A process is the execution of the program and consists of the pattern of bytes that the CPU interrupts as machine instructions, data, and stack. 39. What are the components of executable file? a. Set of a headers that describe the attributes of file. b. The program text c. A machine language representation of data that has initial values when the program starts execution and an indication of how much space the kernel should allocate for uninitiallized data d. Other sections such as symbol table information. 40. What is the content of stack frame? Stack frame contains the parameters to a function, its local variables, and the data necessary to recover the previous stack frame, including the value of program counter and stack pointer at the time of the program call. 41. What are the contents of user stack and kernel stack? The user stack contains the arguments, local variables, and other data for functions executing in user mode. The kernel stack contains the stack frames for functions executing in kernel mode. 42. What are the important fields in u area? Pointer to process table slot of the currently executing process Parameters of the current system call return values and error codes Internal I/O parameters Current directory and current root Process and file size limits 43. What are the factors affect the state of the process? Text of the process, the values of its global user variables and data structures, the values of machine registers it uses, the values stored in its process table slot and u_area and the contents of its user and kernel stacks. 44. Define context switch. When the kernel decides to execute another process the kernel saves the necessary information so that it can later switch back to the first process and resume its execution. 45. Define process state and list down the different basic process states. The lifetime of a process can be divided into a set of states, each with certain characteristics that describe the process. The basic process states are i. The process is currently executing in user mode. i. The process is currently executing in kernel mode. ii. The process is not executing, but it is ready to run. iii. The process is sleeping. 46. Define state transition diagram.
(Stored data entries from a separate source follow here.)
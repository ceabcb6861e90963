// SPDX-License-Identifier: AGPL-3.0-or-later
//
// Copyright (C) 2026 Relational Network

//! Tracing subscriber setup.

use tracing_subscriber::{layer::SubscriberExt, util::SubscriberInitExt, EnvFilter};

use crate::config::LogFormat;

/// Install the global subscriber. `filter` uses `RUST_LOG` syntax.
///
/// Calling this twice is a no-op rather than a panic.
pub fn init(format: LogFormat, filter: &str) {
    let env_filter = EnvFilter::try_new(filter).unwrap_or_else(|_| EnvFilter::new("info"));
    let registry = tracing_subscriber::registry().with(env_filter);

    let result = match format {
        LogFormat::Json => registry
            .with(tracing_subscriber::fmt::layer().json().with_current_span(true))
            .try_init(),
        LogFormat::Pretty => registry.with(tracing_subscriber::fmt::layer()).try_init(),
    };

    if result.is_err() {
        tracing::debug!("Tracing subscriber already installed");
    }
}
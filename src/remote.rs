//! Remote quote source.
//!
//! The store pulls batches from the remote on every sync tick and pushes
//! locally created quotes to it. Both directions are fallible and neither
//! blocks local operations.

use async_trait::async_trait;
use log::debug;
use reqwest::header::CONTENT_TYPE;
use serde::Deserialize;
use std::time::Duration;

use crate::config::Config;
use crate::errors::RemoteError;
use crate::quote::Quote;

#[async_trait]
pub trait RemoteSource: Send + Sync {
    /// Candidate quotes to reconcile, ids already assigned by the remote.
    async fn fetch_batch(&self) -> Result<Vec<Quote>, RemoteError>;

    /// Publish one locally created quote.
    async fn push_one(&self, quote: &Quote) -> Result<(), RemoteError>;
}

/// Post shape served by the remote endpoint; only `id` and `title` are used.
#[derive(Debug, Deserialize)]
struct RemotePost {
    id: u64,
    title: String,
}

/// HTTP remote backed by a JSON posts endpoint.
///
/// GET returns an array of posts, the first `limit` of which become quotes
/// in `category`. POST accepts a quote as JSON.
#[derive(Debug, Clone)]
pub struct HttpRemoteSource {
    client: reqwest::Client,
    url: String,
    limit: usize,
    category: String,
}

impl HttpRemoteSource {
    pub fn new(
        url: &str,
        limit: usize,
        category: impl Into<String>,
        timeout: Duration,
    ) -> Result<Self, RemoteError> {
        let client = reqwest::Client::builder().timeout(timeout).build()?;

        Ok(Self {
            client,
            url: url.trim_end_matches('/').to_string(),
            limit,
            category: category.into(),
        })
    }

    pub fn from_config(config: &Config) -> Result<Self, RemoteError> {
        Self::new(
            &config.remote_url,
            config.remote_limit,
            config.remote_category.clone(),
            config.request_timeout,
        )
    }

    pub fn url(&self) -> &str {
        &self.url
    }

    /// Map decoded posts to quotes, keeping at most `limit`.
    fn to_quotes(&self, posts: Vec<RemotePost>) -> Vec<Quote> {
        posts
            .into_iter()
            .take(self.limit)
            .map(|post| Quote::new(post.id, post.title, self.category.clone()))
            .collect()
    }

    /// Decode a raw GET body into a batch.
    pub fn decode_batch(&self, body: &str) -> Result<Vec<Quote>, RemoteError> {
        let posts: Vec<RemotePost> = serde_json::from_str(body)?;
        Ok(self.to_quotes(posts))
    }
}

#[async_trait]
impl RemoteSource for HttpRemoteSource {
    async fn fetch_batch(&self) -> Result<Vec<Quote>, RemoteError> {
        let response = self.client.get(&self.url).send().await?;
        let status = response.status();
        let body = response.text().await?;

        if !status.is_success() {
            return Err(RemoteError::status(status.as_u16(), body));
        }

        let batch = self.decode_batch(&body)?;
        debug!("Fetched {} remote quotes from {}", batch.len(), self.url);
        Ok(batch)
    }

    async fn push_one(&self, quote: &Quote) -> Result<(), RemoteError> {
        let response = self
            .client
            .post(&self.url)
            .header(CONTENT_TYPE, "application/json")
            .json(quote)
            .send()
            .await?;
        let status = response.status();

        if !status.is_success() {
            let body = response.text().await.unwrap_or_default();
            return Err(RemoteError::status(status.as_u16(), body));
        }

        debug!("Pushed quote {} to {} ({})", quote.id, self.url, status);
        Ok(())
    }
}

#[cfg(test)]
mod tests {
    use super::*;

    fn source(limit: usize) -> HttpRemoteSource {
        HttpRemoteSource::new(
            "https://example.invalid/posts/",
            limit,
            "Server",
            Duration::from_secs(1),
        )
        .unwrap()
    }

    #[test]
    fn test_decode_batch_maps_title_and_category() {
        let body = r#"[
            {"userId": 1, "id": 1, "title": "first title", "body": "ignored"},
            {"userId": 1, "id": 2, "title": "second title", "body": "ignored"}
        ]"#;

        let batch = source(10).decode_batch(body).unwrap();

        assert_eq!(
            batch,
            vec![
                Quote::new(1, "first title", "Server"),
                Quote::new(2, "second title", "Server"),
            ]
        );
    }

    #[test]
    fn test_decode_batch_truncates_to_limit() {
        let posts: Vec<serde_json::Value> = (1..=25)
            .map(|id| serde_json::json!({"id": id, "title": format!("t{}", id)}))
            .collect();
        let body = serde_json::to_string(&posts).unwrap();

        let batch = source(10).decode_batch(&body).unwrap();

        assert_eq!(batch.len(), 10);
        assert_eq!(batch.last().map(|q| q.id), Some(10));
    }

    #[test]
    fn test_decode_batch_rejects_non_array() {
        let err = source(10).decode_batch(r#"{"error": "down"}"#).unwrap_err();
        assert!(matches!(err, RemoteError::Decode(_)));
    }

    #[test]
    fn test_url_is_normalized() {
        assert_eq!(source(1).url(), "https://example.invalid/posts");
    }
}
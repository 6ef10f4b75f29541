// 💬 Quote - the single record kept by the store
//
// Identity is the integer `id`; `text` and `category` are values that a
// reconciliation pass may overwrite in place.

use serde::{Deserialize, Serialize};

use crate::errors::ValidationError;

// ============================================================================
// QUOTE
// ============================================================================

#[derive(Debug, Clone, PartialEq, Eq, Serialize, Deserialize)]
pub struct Quote {
    /// Unique within a store, assigned as max(existing) + 1
    pub id: u64,

    /// The quotation body (never empty once stored)
    pub text: String,

    /// Free-form label, compared case-sensitively
    pub category: String,
}

impl Quote {
    pub fn new(id: u64, text: impl Into<String>, category: impl Into<String>) -> Self {
        Quote {
            id,
            text: text.into(),
            category: category.into(),
        }
    }

    /// Display form used by the CLI and TUI: "text" — category
    pub fn display_line(&self) -> String {
        format!("\"{}\" — {}", self.text, self.category)
    }
}

// ============================================================================
// NEW QUOTE (no id yet)
// ============================================================================

/// A quote as typed by a user or read from an import file.
///
/// Any `id` present in imported JSON is ignored; the store assigns one.
#[derive(Debug, Clone, PartialEq, Eq, Serialize, Deserialize)]
pub struct NewQuote {
    pub text: String,
    pub category: String,
}

impl NewQuote {
    pub fn new(text: impl Into<String>, category: impl Into<String>) -> Self {
        NewQuote {
            text: text.into(),
            category: category.into(),
        }
    }

    /// Trim both fields and reject empties.
    pub fn validated(&self) -> Result<NewQuote, ValidationError> {
        let text = self.text.trim();
        if text.is_empty() {
            return Err(ValidationError::EmptyField { field: "text" });
        }

        let category = self.category.trim();
        if category.is_empty() {
            return Err(ValidationError::EmptyField { field: "category" });
        }

        Ok(NewQuote::new(text, category))
    }

    pub fn with_id(self, id: u64) -> Quote {
        Quote {
            id,
            text: self.text,
            category: self.category,
        }
    }
}

// ============================================================================
// SEED SET
// ============================================================================

/// Built-in quotes used when nothing has been persisted yet.
pub fn seed_quotes() -> Vec<Quote> {
    vec![
        Quote::new(
            1,
            "The best way to get started is to quit talking and begin doing.",
            "Motivation",
        ),
        Quote::new(
            2,
            "Don't let yesterday take up too much of today.",
            "Inspiration",
        ),
        Quote::new(
            3,
            "Success is not final, failure is not fatal: it is the courage to continue that counts.",
            "Wisdom",
        ),
        Quote::new(4, "Believe you can and you're halfway there.", "Motivation"),
    ]
}

/// Next id under the "max + 1, or 1 when empty" policy.
pub fn next_id(quotes: &[Quote]) -> u64 {
    quotes.iter().map(|q| q.id).max().map_or(1, |max| max + 1)
}

// ============================================================================
// TESTS
// ============================================================================

#[cfg(test)]
mod tests {
    use super::*;

    #[test]
    fn test_seed_set_has_four_sequential_ids() {
        let seed = seed_quotes();

        assert_eq!(seed.len(), 4);
        let ids: Vec<u64> = seed.iter().map(|q| q.id).collect();
        assert_eq!(ids, vec![1, 2, 3, 4]);
        assert!(seed.iter().all(|q| !q.text.is_empty() && !q.category.is_empty()));
    }

    #[test]
    fn test_next_id() {
        assert_eq!(next_id(&[]), 1);
        assert_eq!(next_id(&seed_quotes()), 5);

        // Gaps are not reused
        let gapped = vec![Quote::new(3, "a", "x"), Quote::new(17, "b", "y")];
        assert_eq!(next_id(&gapped), 18);
    }

    #[test]
    fn test_new_quote_validation_trims() {
        let input = NewQuote::new("  Hello  ", "\tGreeting ");
        let valid = input.validated().unwrap();

        assert_eq!(valid.text, "Hello");
        assert_eq!(valid.category, "Greeting");
    }

    #[test]
    fn test_new_quote_validation_rejects_blank_fields() {
        assert_eq!(
            NewQuote::new("   ", "X").validated(),
            Err(ValidationError::EmptyField { field: "text" })
        );
        assert_eq!(
            NewQuote::new("X", "").validated(),
            Err(ValidationError::EmptyField { field: "category" })
        );
    }

    #[test]
    fn test_import_shape_ignores_id() {
        let parsed: NewQuote =
            serde_json::from_str(r#"{"id": 99, "text": "A", "category": "B"}"#).unwrap();
        assert_eq!(parsed, NewQuote::new("A", "B"));
    }

    #[test]
    fn test_display_line() {
        let quote = Quote::new(1, "Hello", "Greeting");
        assert_eq!(quote.display_line(), "\"Hello\" — Greeting");
    }
}
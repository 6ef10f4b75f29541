// Quote Sync - Core Library
// Exposes all modules for use in CLI, TUI, API server, and tests

pub mod categories;
pub mod config;
pub mod errors;
pub mod logging;
pub mod persistence;
pub mod quote;
pub mod reconciliation;
pub mod remote;
pub mod store;
pub mod sync;
pub mod transfer;

// Re-export commonly used types
pub use categories::{CategoryIndex, ALL_CATEGORIES};
pub use config::Config;
pub use logging::LogFormat;
pub use errors::{PersistenceError, RemoteError, ValidationError};
pub use persistence::{JsonFileGateway, MemoryGateway, PersistenceGateway, SqliteGateway};
pub use quote::{seed_quotes, NewQuote, Quote};
pub use reconciliation::{ReconciliationEngine, ReconciliationReport};
pub use remote::{HttpRemoteSource, RemoteSource};
pub use store::QuoteStore;
pub use sync::{lock_store, shared, SharedStore, SyncScheduler, TickOutcome};
pub use transfer::{
    export_json, export_to_dir, import_file, import_json, parse_import, EXPORT_FILE_NAME,
};

/// Library version
pub const VERSION: &str = env!("CARGO_PKG_VERSION");

/// Open the configured store: a JSON file when `db_path` ends in `.json`,
/// SQLite otherwise. Falls back to memory if the database cannot be opened.
pub fn open_store(config: &Config) -> QuoteStore {
    if config.uses_json_file() {
        log::debug!("Using JSON file store {}", config.db_path);
        return QuoteStore::initialize(Box::new(JsonFileGateway::new(&config.db_path)));
    }

    match SqliteGateway::open(&config.db_path) {
        Ok(gateway) => QuoteStore::initialize(Box::new(gateway)),
        Err(e) => {
            log::warn!(
                "Cannot open {}, quotes will not be persisted: {}",
                config.db_path,
                e
            );
            QuoteStore::in_memory()
        }
    }
}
It is a directed graph whose nodes represent the states a process can enter and whose edges represent the events that cause a process to move from one state to another. State transitions are legal between two states if there exist an edge from the first state to the second. 47. Describe the contents in buffer cache. The buffer consists of two parts: a memory array that contains data from the disk and a buffer header that identifies the buffer. The data in buffer corresponds to the data in a logical disk block and kernel identifies the buffer contents by examining identifier fields in the buffer header. 48. What is the information available in buffer header? The buffer header contains a device number field and block number fields that specify the file system and block number of the data on disk and uniquely identify the buffer. It also contains a pointer to a data array, status field. 49. How will you identify the status of the buffer? 1. The buffer is currently locked. 2. The buffer contains valid data. 3. The kernel must write buffer contents to disk before reassigning the buffer 4. The kernel is currently reading or writing the contents of the buffer to disk. 5. A process is currently waiting for the buffer to become free. 50. What are the different scenarios to allocate a buffer for a disk block i. The kernel finds the block on its hash queue and its buffer cache. ii. The kernel cannot find the block o the hash queue, so it allocates a buffer from the free list. iii. The kernel cannot find the block o the hash queue and in attempting to allocate buffer from the free list, find a buffer on a free list that has been marked delayed write. The kernel must write the delayed write buffer to disk and allocate another buffer. iv. The kernel cannot find the block o the hash queue, and the free list of buffers is empty. v. The kernel finds the block on the hash queue but its buffer is currently busy. 51. Write down the difference between named and unnamed pipes A major difference between theses IPC mechanism is the related processes are allowed to communicate using unnamed pipes but the unrelated processes are also communicate in named pipes. 52. What is the purpose of debugger process? A debugger process spawns a process to be traced and controls its execution with the ptrace system call, setting and clearing break points, and reading and writing data in its virtual address space. 53. What are the jobs done by process tracing?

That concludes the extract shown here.